This book was created as a publication for the LINK Research Lab at the University of Texas at Arlington (UTA). The initial goal was to provide a resource for the faculty at UTA and many other institutions to utilize as they designed MOOCs and other online courses for LINK Research Lab programs – as well as for other departments and programs. In the spirit of openness and collaboration, that goal was expanded into making this book as general and context-independent as possible. Where specific needs for unique contexts were needed (for example, how to assess learners in a MOOC that might have thousands of learners), we have noted the specific contexts where they are most applicable. We also invited a wide range of authors and reviewers from different contexts and countries to add as many viewpoints as possible. However, we know that we are still falling short in many areas. If you see something you would like to add, improve, or expand, please contact us (email@example.com). We would like to continually update this book with new, expanded editions in the future.

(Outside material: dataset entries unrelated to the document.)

//! Drawing coordinate generation.
//!
//! [`generate_drawing`] turns a design and its BOM into the three drawing
//! groups: common views (front, side, plan), the manufacturing cut-sheet
//! layout and the installation layout. All coordinates are millimetres with
//! y growing upward from the floor; the SVG renderer flips them.

pub mod front;
pub mod installation;
pub mod manufacturing;
pub mod plan;
pub mod side;

use chrono::Utc;
use tracing::debug;

use crate::models::{BomResult, CommonViews, DrawingData, DrawingMetadata, StructuredDesignData};
use crate::rules::Rules;
use crate::services::dimensions::ResolvedDimensions;

pub use front::build_front_view;
pub use installation::build_installation_layout;
pub use manufacturing::build_manufacturing_layout;
pub use plan::build_plan_view;
pub use side::build_side_view;

/// Generates every drawing for `design`.
///
/// `bom` must be the BOM generated from the same design; its sheet parts feed
/// the manufacturing layout and its cabinet references are cross-linked.
#[must_use]
pub fn generate_drawing(design: &StructuredDesignData, bom: &BomResult, rules: &Rules) -> DrawingData {
    let dims = ResolvedDimensions::resolve(design, rules);

    let common = CommonViews {
        front_view: build_front_view(design, &dims),
        side_view: build_side_view(design, &dims, rules),
        plan_view: build_plan_view(design, &dims, rules),
    };
    let manufacturing = build_manufacturing_layout(bom);
    let installation = build_installation_layout(design, &dims);

    debug!(
        "Generated drawings for {} design: {} cabinets, {} panels, {} utility markers",
        design.category.as_str(),
        common.front_view.cabinets.len(),
        manufacturing.panels.len(),
        installation.utility_markers.len()
    );

    DrawingData {
        common,
        manufacturing,
        installation,
        metadata: DrawingMetadata {
            category: design.category,
            style: design.style.clone(),
            generated_at: Utc::now(),
        },
    }
}

#[cfg(test)]
mod tests {
    use super::*;
    use crate::models::{
        CabinetUnit, DesignCategory, EquipmentDescriptor, EquipmentKind, FrontKind, HardwareKind,
        PartCategory, SectionPartKind, Tier, UtilityKind,
    };
    use crate::services::bom::generate_bom;

    fn sink_design() -> StructuredDesignData {
        let mut design = StructuredDesignData::new(DesignCategory::Sink);
        design.style = "modern".to_string();
        design.layout.total_width_mm = 2400.0;
        design.cabinets.lower = vec![
            CabinetUnit::new(0.0, 800.0, 2),
            CabinetUnit::drawer(800.0, 800.0, 3),
            CabinetUnit::new(1600.0, 800.0, 2),
        ];
        design.cabinets.upper = vec![
            CabinetUnit::new(0.0, 1200.0, 2),
            CabinetUnit::new(1200.0, 1200.0, 2),
        ];
        design
    }

    fn drawing_for(design: &StructuredDesignData) -> DrawingData {
        let rules = Rules::default();
        let bom = generate_bom(design, &rules);
        generate_drawing(design, &bom, &rules)
    }

    #[test]
    fn test_empty_design_produces_empty_views() {
        let design = StructuredDesignData::new(DesignCategory::Storage);
        let drawing = drawing_for(&design);
        assert!(drawing.common.front_view.cabinets.is_empty());
        assert!(drawing.common.side_view.parts.is_empty());
        assert!(drawing.common.plan_view.cabinets.is_empty());
        assert!(drawing.manufacturing.panels.is_empty());
        assert!(drawing.installation.clearance_zones.is_empty());
    }

    #[test]
    fn test_front_view_places_tiers() {
        let drawing = drawing_for(&sink_design());
        let front = &drawing.common.front_view;

        let lower: Vec<_> = front.cabinets.iter().filter(|c| c.tier == Tier::Lower).collect();
        let upper: Vec<_> = front.cabinets.iter().filter(|c| c.tier == Tier::Upper).collect();
        assert_eq!(lower.len(), 3);
        assert_eq!(upper.len(), 2);

        // legs 150, body 720, gap 600
        assert!((lower[0].rect.y - 150.0).abs() < f64::EPSILON);
        assert!((lower[0].rect.height - 720.0).abs() < f64::EPSILON);
        assert!((upper[0].rect.y - 1470.0).abs() < f64::EPSILON);
        assert!((front.height - 2190.0).abs() < f64::EPSILON);
        assert!((front.width - 2400.0).abs() < f64::EPSILON);

        let countertop = front.countertop.expect("countertop");
        assert!((countertop.y - 870.0).abs() < f64::EPSILON);
        assert!((countertop.width - 2400.0).abs() < f64::EPSILON);
    }

    #[test]
    fn test_front_view_hardware() {
        let drawing = drawing_for(&sink_design());
        let front = &drawing.common.front_view;

        let l2_drawers = front
            .fronts
            .iter()
            .filter(|f| f.cabinet_ref == "L2" && f.kind == FrontKind::Drawer)
            .count();
        assert_eq!(l2_drawers, 3);

        let l1_hinges = front
            .hardware
            .iter()
            .filter(|h| h.cabinet_ref == "L1" && h.kind == HardwareKind::Hinge)
            .count();
        assert_eq!(l1_hinges, 4);

        let l2_rails = front
            .hardware
            .iter()
            .filter(|h| h.cabinet_ref == "L2" && h.kind == HardwareKind::Rail)
            .count();
        assert_eq!(l2_rails, 6);
    }

    #[test]
    fn test_front_view_total_dimension() {
        let drawing = drawing_for(&sink_design());
        let total = drawing
            .common
            .front_view
            .dimensions
            .iter()
            .find(|d| d.label.as_deref() == Some("Total"))
            .expect("total dimension");
        assert!((total.value - 2400.0).abs() < f64::EPSILON);
    }

    #[test]
    fn test_side_view_parts() {
        let drawing = drawing_for(&sink_design());
        let side = &drawing.common.side_view;
        assert!((side.depth - 580.0).abs() < f64::EPSILON);

        let count = |kind| side.parts.iter().filter(|p| p.kind == kind).count();
        assert_eq!(count(SectionPartKind::SidePanel), 2);
        assert_eq!(count(SectionPartKind::BottomBoard), 1);
        assert_eq!(count(SectionPartKind::BackPanel), 1);
        assert_eq!(count(SectionPartKind::Shelf), 1);
        assert_eq!(count(SectionPartKind::Countertop), 1);
    }

    #[test]
    fn test_side_view_upper_only_has_no_countertop() {
        let mut design = StructuredDesignData::new(DesignCategory::Storage);
        design.cabinets.upper = vec![CabinetUnit::new(0.0, 600.0, 1)];
        let drawing = drawing_for(&design);
        let side = &drawing.common.side_view;
        assert!((side.depth - 319.0).abs() < f64::EPSILON);
        assert!(side
            .parts
            .iter()
            .all(|p| p.kind != SectionPartKind::Countertop));
    }

    #[test]
    fn test_plan_view_depths() {
        let drawing = drawing_for(&sink_design());
        let plan = &drawing.common.plan_view;
        let upper = plan.cabinets.iter().find(|c| c.tier == Tier::Upper).unwrap();
        assert!((upper.rect.height - 319.0).abs() < f64::EPSILON);
        assert!((plan.depth - 580.0).abs() < f64::EPSILON);
        assert!(plan.countertop.is_some());
    }

    #[test]
    fn test_manufacturing_covers_sheet_parts() {
        let design = sink_design();
        let rules = Rules::default();
        let bom = generate_bom(&design, &rules);
        let drawing = generate_drawing(&design, &bom, &rules);

        let sheet_parts = bom
            .items
            .iter()
            .filter(|i| i.part_category.is_sheet_part())
            .count();
        assert_eq!(drawing.manufacturing.panels.len(), sheet_parts);

        for panel in &drawing.manufacturing.panels {
            assert!(panel.column < manufacturing::GRID_COLUMNS);
            let item = bom.get(&panel.bom_id).expect("panel references a BOM line");
            assert_eq!(
                panel.edge_banding.is_empty(),
                item.part_category != PartCategory::Panel
            );
        }

        let l1 = &drawing.manufacturing.bom_references["L1"];
        assert!(l1.iter().all(|id| bom.get(id).is_some()));
    }

    #[test]
    fn test_manufacturing_cells_do_not_overlap() {
        let drawing = drawing_for(&sink_design());
        let panels = &drawing.manufacturing.panels;
        for (i, a) in panels.iter().enumerate() {
            for b in &panels[i + 1..] {
                let apart = a.rect.right() <= b.rect.x
                    || b.rect.right() <= a.rect.x
                    || a.rect.top() <= b.rect.y
                    || b.rect.top() <= a.rect.y;
                assert!(apart, "{} overlaps {}", a.bom_id, b.bom_id);
            }
        }
    }

    #[test]
    fn test_installation_wall_falls_back_to_row() {
        let drawing = drawing_for(&sink_design());
        let wall = drawing.installation.wall;
        assert!((wall.width - 2400.0).abs() < f64::EPSILON);
        assert!((wall.height - 2190.0).abs() < f64::EPSILON);
        assert!(drawing.installation.tile_grid.is_none());
    }

    #[test]
    fn test_installation_tile_grid_and_markers() {
        let mut design = sink_design();
        design.wall.width_mm = 2500.0;
        design.wall.height_mm = 2400.0;
        design.wall.tile_type = Some("porcelain".to_string());
        design.utilities.water.detected = true;
        design.utilities.water.from_origin_mm = 1200.0;
        design.utilities.exhaust.detected = true;
        design.utilities.exhaust.from_origin_mm = 2000.0;

        let drawing = drawing_for(&design);
        let grid = drawing.installation.tile_grid.as_ref().expect("tile grid");
        assert_eq!(grid.cols, 9);
        assert_eq!(grid.rows, 4);

        let markers = &drawing.installation.utility_markers;
        assert_eq!(markers.len(), 2);
        assert_eq!(markers[0].kind, UtilityKind::Water);
        assert!((markers[0].position.x - 1200.0).abs() < f64::EPSILON);
        assert!((markers[0].position.y - 500.0).abs() < f64::EPSILON);
        assert_eq!(markers[1].kind, UtilityKind::Exhaust);
        assert!((markers[1].position.y - 2200.0).abs() < f64::EPSILON);
    }

    #[test]
    fn test_installation_equipment_zone_uses_host_cabinet() {
        let mut design = sink_design();
        design.cabinets.lower[0].has_sink = Some(true);
        design.equipment.sink = Some(EquipmentDescriptor {
            model: Some("Undermount 800".to_string()),
            width_mm: Some(760.0),
            ..EquipmentDescriptor::default()
        });

        let drawing = drawing_for(&design);
        let zone = drawing
            .installation
            .equipment_zones
            .iter()
            .find(|z| z.kind == EquipmentKind::Sink)
            .expect("sink zone");
        assert!((zone.rect.center().x - 400.0).abs() < f64::EPSILON);
        assert!((zone.rect.width - 760.0).abs() < f64::EPSILON);
    }

    #[test]
    fn test_clearance_swing_depth() {
        let drawing = drawing_for(&sink_design());
        let clearance = &drawing.installation.clearance_zones[0];
        // drawers pull out by the full cabinet depth
        assert!((clearance.swing_depth - 580.0).abs() < f64::EPSILON);
    }

    #[test]
    fn test_metadata() {
        let drawing = drawing_for(&sink_design());
        assert_eq!(drawing.metadata.category, DesignCategory::Sink);
        assert_eq!(drawing.metadata.style, "modern");
    }
}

The first version of this book was more of a brief guide to dictate how instructors would create MOOCs for the LINK Research Lab at UTA. After the lead author wrote the initial handbook, additional LINK Lab personnel were brought in to add more sections. At the suggestion of George Siemens, we decided to expand the UTA MOOC Handbook to include all forms of online course design in as many contexts as we could cover (the original guide being focused entirely on public 4-year universities). This began the process of recruiting other authors and contributors- first from within UTA, and then from experts around the world. When the guide expanded to a book, the content was divided into chapters. However, the typical model of “one author writes one chapter” didn’t fit the best flow of the content. Therefore, we decided to move away from that model by allowing authors to contribute as much as they wanted – be it a chapter, a section, or a paragraph. Many people were invited, but we really only scratched the surface of those that we wanted to reach out to. Hopefully in the next edition we will get more of that list added. Also, we began to specifically reach out to people from different states, countries, and contexts from UTA to review the book for places we missed important contextual information. These reviewers gave us incredible feedback that improved the book immensely. The only regret was, again, time restraints, as we would have liked to invite so many more to review. Again, that will hopefully be improved upon in the next edition.
How to Approach this Book
“Online learning experiences” is a broad term that covers a large number of contexts and possibilities. Not all ideas and processes covered in this book are going to work in every learning context. We encourage you to evaluate each idea presented against your specific needs and only use those that will work for you (but also, feel free to remix as needed). Additionally, please note that while those who are new to creating online courses might want to read the chapters in order, we tried our best to also design the flow so that you can move around the text in a non-linear fashion as well. Our goal with the structure was to have a flow that works for those that read the chapters in order, while giving the various sections and chapters a sense of independence for those that want to pick and choose (or for those that use this book more as a reference). If you find something we missed in this goal, please let us know.
About the Lead Author
Matt Crosslin is currently a learning innovation researcher with the UTA LINK Research Lab. Matt holds a Ph.D. in Learning Technologies from the University of North Texas, a Master of Education in Educational Technology from UT Brownsville, and a Bachelors of Science in Education from Baylor University. His research interests include instructional design, learning pathways, games in learning, sociocultural theory, heutagogy, virtual reality, and open networked learning. He has a background in instructional design and teaching at both the secondary and university levels and has been an active blogger and conference presenter. He also enjoys networking and collaborative efforts involving faculty, students, administration, and anyone involved in the education process.